(Brief) Every entry that follows needs to be repeated exactly.

(Input)
[Start of section]
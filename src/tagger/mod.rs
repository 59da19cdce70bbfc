pub mod alias;
pub mod mention;

pub use alias::{AliasTable, Currency};
pub use mention::{Mention, MentionTagger};
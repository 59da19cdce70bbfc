use serde::{Deserialize, Serialize};
use std::collections::{BTreeMap, BTreeSet};
use std::fmt;
use std::path::Path;
use std::str::FromStr;
use tracing::{info, warn};

use crate::error::{CoinSeerError, Result};

/// Tracked currencies. Declaration order is the iteration order of an [`AliasTable`].
#[derive(Debug, Clone, Copy, PartialEq, Eq, PartialOrd, Ord, Hash, Serialize, Deserialize)]
pub enum Currency {
    XRP,
    BTC,
    XLM,
    ETH,
    BNB,
    LTC,
}

impl Currency {
    pub const ALL: [Currency; 6] = [
        Currency::XRP,
        Currency::BTC,
        Currency::XLM,
        Currency::ETH,
        Currency::BNB,
        Currency::LTC,
    ];

    pub fn symbol(&self) -> &'static str {
        match self {
            Currency::XRP => "XRP",
            Currency::BTC => "BTC",
            Currency::XLM => "XLM",
            Currency::ETH => "ETH",
            Currency::BNB => "BNB",
            Currency::LTC => "LTC",
        }
    }
}

impl fmt::Display for Currency {
    fn fmt(&self, f: &mut fmt::Formatter<'_>) -> fmt::Result {
        f.write_str(self.symbol())
    }
}

impl FromStr for Currency {
    type Err = CoinSeerError;

    fn from_str(s: &str) -> Result<Self> {
        Currency::ALL
            .iter()
            .copied()
            .find(|c| c.symbol().eq_ignore_ascii_case(s.trim()))
            .ok_or_else(|| CoinSeerError::config_error(format!("Unknown currency: {}", s)))
    }
}

/// Immutable currency -> alias mapping consulted by the mention tagger.
#[derive(Debug, Clone, PartialEq, Eq, Serialize)]
pub struct AliasTable {
    entries: BTreeMap<Currency, BTreeSet<String>>,
}

impl Default for AliasTable {
    fn default() -> Self {
        let defaults: [(Currency, &[&str]); 6] = [
            (Currency::XRP, &["ripple", "xrp"]),
            (Currency::BTC, &["btc", "bitcoin"]),
            (Currency::XLM, &["stellar lumens", "xlm"]),
            (Currency::ETH, &["eth", "ethereum"]),
            (Currency::BNB, &["bnb", "binance coin"]),
            (Currency::LTC, &["ltc", "litecoin"]),
        ];

        let entries = defaults
            .iter()
            .map(|(currency, aliases)| {
                (*currency, aliases.iter().map(|a| a.to_string()).collect())
            })
            .collect();

        Self { entries }
    }
}

impl AliasTable {
    /// Builds a table from currency/alias pairs.
    ///
    /// Aliases must be non-blank and already lowercase; anything else is a
    /// configuration error. An empty alias set is accepted but that currency
    /// will never be tagged.
    pub fn new<I, A, S>(pairs: I) -> Result<Self>
    where
        I: IntoIterator<Item = (Currency, A)>,
        A: IntoIterator<Item = S>,
        S: Into<String>,
    {
        let mut entries: BTreeMap<Currency, BTreeSet<String>> = BTreeMap::new();

        for (currency, aliases) in pairs {
            let set = entries.entry(currency).or_default();
            for alias in aliases {
                let alias = alias.into();
                if alias.trim().is_empty() {
                    return Err(CoinSeerError::config_error(format!(
                        "Blank alias configured for {}",
                        currency
                    )));
                }
                if alias != alias.to_lowercase() {
                    return Err(CoinSeerError::config_error(format!(
                        "Alias \"{}\" for {} must be lowercase",
                        alias, currency
                    )));
                }
                set.insert(alias);
            }
        }

        for (currency, aliases) in &entries {
            if aliases.is_empty() {
                warn!("Currency {} has no aliases and can never be matched", currency);
            }
        }

        Ok(Self { entries })
    }

    /// Loads a table from a JSON object such as `{"BTC": ["btc", "bitcoin"]}`.
    pub fn from_json(json: &str) -> Result<Self> {
        let raw: BTreeMap<String, Vec<String>> = serde_json::from_str(json)
            .map_err(|e| CoinSeerError::config_error(format!("Malformed alias table: {}", e)))?;

        let mut pairs = Vec::with_capacity(raw.len());
        for (key, aliases) in raw {
            pairs.push((key.parse::<Currency>()?, aliases));
        }

        Self::new(pairs)
    }

    pub fn from_file(path: &Path) -> Result<Self> {
        info!("Loading alias table from {}", path.display());
        let content = std::fs::read_to_string(path).map_err(|e| {
            CoinSeerError::config_error(format!(
                "Cannot read alias table {}: {}",
                path.display(),
                e
            ))
        })?;
        Self::from_json(&content)
    }

    pub fn aliases_for(&self, currency: Currency) -> Option<&BTreeSet<String>> {
        self.entries.get(&currency)
    }

    pub fn all_currencies(&self) -> impl Iterator<Item = Currency> + '_ {
        self.entries.keys().copied()
    }

    pub fn iter(&self) -> impl Iterator<Item = (Currency, &BTreeSet<String>)> {
        self.entries.iter().map(|(c, a)| (*c, a))
    }

    pub fn len(&self) -> usize {
        self.entries.len()
    }

    pub fn is_empty(&self) -> bool {
        self.entries.is_empty()
    }
}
[End of section]
(Result of the task)
filename src/tagger/mod.rs
repository 59da19cdce70bbfc
pub mod alias;
pub mod mention;

pub use alias::{AliasTable, Currency};
pub use mention::{Mention, MentionTagger};
repository 59da19cdce70bbfc
use serde::{Deserialize, Serialize};
use std::collections::{BTreeMap, BTreeSet};
use std::fmt;
use std::path::Path;
use std::str::FromStr;
use tracing::{info, warn};

use crate::error::{CoinSeerError, Result};

/// Tracked currencies. Declaration order is the iteration order of an [`AliasTable`].
#[derive(Debug, Clone, Copy, PartialEq, Eq, PartialOrd, Ord, Hash, Serialize, Deserialize)]
pub enum Currency {
    XRP,
    BTC,
    XLM,
    ETH,
    BNB,
    LTC,
}

impl Currency {
    pub const ALL: [Currency; 6] = [
        Currency::XRP,
        Currency::BTC,
        Currency::XLM,
        Currency::ETH,
        Currency::BNB,
        Currency::LTC,
    ];

    pub fn symbol(&self) -> &'static str {
        match self {
            Currency::XRP => "XRP",
            Currency::BTC => "BTC",
            Currency::XLM => "XLM",
            Currency::ETH => "ETH",
            Currency::BNB => "BNB",
            Currency::LTC => "LTC",
        }
    }
}

impl fmt::Display for Currency {
    fn fmt(&self, f: &mut fmt::Formatter<'_>) -> fmt::Result {
        f.write_str(self.symbol())
    }
}

impl FromStr for Currency {
    type Err = CoinSeerError;

    fn from_str(s: &str) -> Result<Self> {
        Currency::ALL
            .iter()
            .copied()
            .find(|c| c.symbol().eq_ignore_ascii_case(s.trim()))
            .ok_or_else(|| CoinSeerError::config_error(format!("Unknown currency: {}", s)))
    }
}

/// Immutable currency -> alias mapping consulted by the mention tagger.
#[derive(Debug, Clone, PartialEq, Eq, Serialize)]
pub struct AliasTable {
    entries: BTreeMap<Currency, BTreeSet<String>>,
}

impl Default for AliasTable {
    fn default() -> Self {
        let defaults: [(Currency, &[&str]); 6] = [
            (Currency::XRP, &["ripple", "xrp"]),
            (Currency::BTC, &["btc", "bitcoin"]),
            (Currency::XLM, &["stellar lumens", "xlm"]),
            (Currency::ETH, &["eth", "ethereum"]),
            (Currency::BNB, &["bnb", "binance coin"]),
            (Currency::LTC, &["ltc", "litecoin"]),
        ];

        let entries = defaults
            .iter()
            .map(|(currency, aliases)| {
                (*currency, aliases.iter().map(|a| a.to_string()).collect())
            })
            .collect();

        Self { entries }
    }
}

impl AliasTable {
    /// Builds a table from currency/alias pairs.
    ///
    /// Aliases must be non-blank and already lowercase; anything else is a
    /// configuration error. An empty alias set is accepted but that currency
    /// will never be tagged.
    pub fn new<I, A, S>(pairs: I) -> Result<Self>
    where
        I: IntoIterator<Item = (Currency, A)>,
        A: IntoIterator<Item = S>,
        S: Into<String>,
    {
        let mut entries: BTreeMap<Currency, BTreeSet<String>> = BTreeMap::new();

        for (currency, aliases) in pairs {
            let set = entries.entry(currency).or_default();
            for alias in aliases {
                let alias = alias.into();
                if alias.trim().is_empty() {
                    return Err(CoinSeerError::config_error(format!(
                        "Blank alias configured for {}",
                        currency
                    )));
                }
                if alias != alias.to_lowercase() {
                    return Err(CoinSeerError::config_error(format!(
                        "Alias \"{}\" for {} must be lowercase",
                        alias, currency
                    )));
                }
                set.insert(alias);
            }
        }

        for (currency, aliases) in &entries {
            if aliases.is_empty() {
                warn!("Currency {} has no aliases and can never be matched", currency);
            }
        }

        Ok(Self { entries })
    }

    /// Loads a table from a JSON object such as `{"BTC": ["btc", "bitcoin"]}`.
    pub fn from_json(json: &str) -> Result<Self> {
        let raw: BTreeMap<String, Vec<String>> = serde_json::from_str(json)
            .map_err(|e| CoinSeerError::config_error(format!("Malformed alias table: {}", e)))?;

        let mut pairs = Vec::with_capacity(raw.len());
        for (key, aliases) in raw {
            pairs.push((key.parse::<Currency>()?, aliases));
        }

        Self::new(pairs)
    }

    pub fn from_file(path: &Path) -> Result<Self> {
        info!("Loading alias table from {}", path.display());
        let content = std::fs::read_to_string(path).map_err(|e| {
            CoinSeerError::config_error(format!(
                "Cannot read alias table {}: {}",
                path.display(),
                e
            ))
        })?;
        Self::from_json(&content)
    }

    pub fn aliases_for(&self, currency: Currency) -> Option<&BTreeSet<String>> {
        self.entries.get(&currency)
    }

    pub fn all_currencies(&self) -> impl Iterator<Item = Currency> + '_ {
        self.entries.keys().copied()
    }

    pub fn iter(&self) -> impl Iterator<Item = (Currency, &BTreeSet<String>)> {
        self.entries.iter().map(|(c, a)| (*c, a))
    }

    pub fn len(&self) -> usize {
        self.entries.len()
    }

    pub fn is_empty(&self) -> bool {
        self.entries.is_empty()
    }
}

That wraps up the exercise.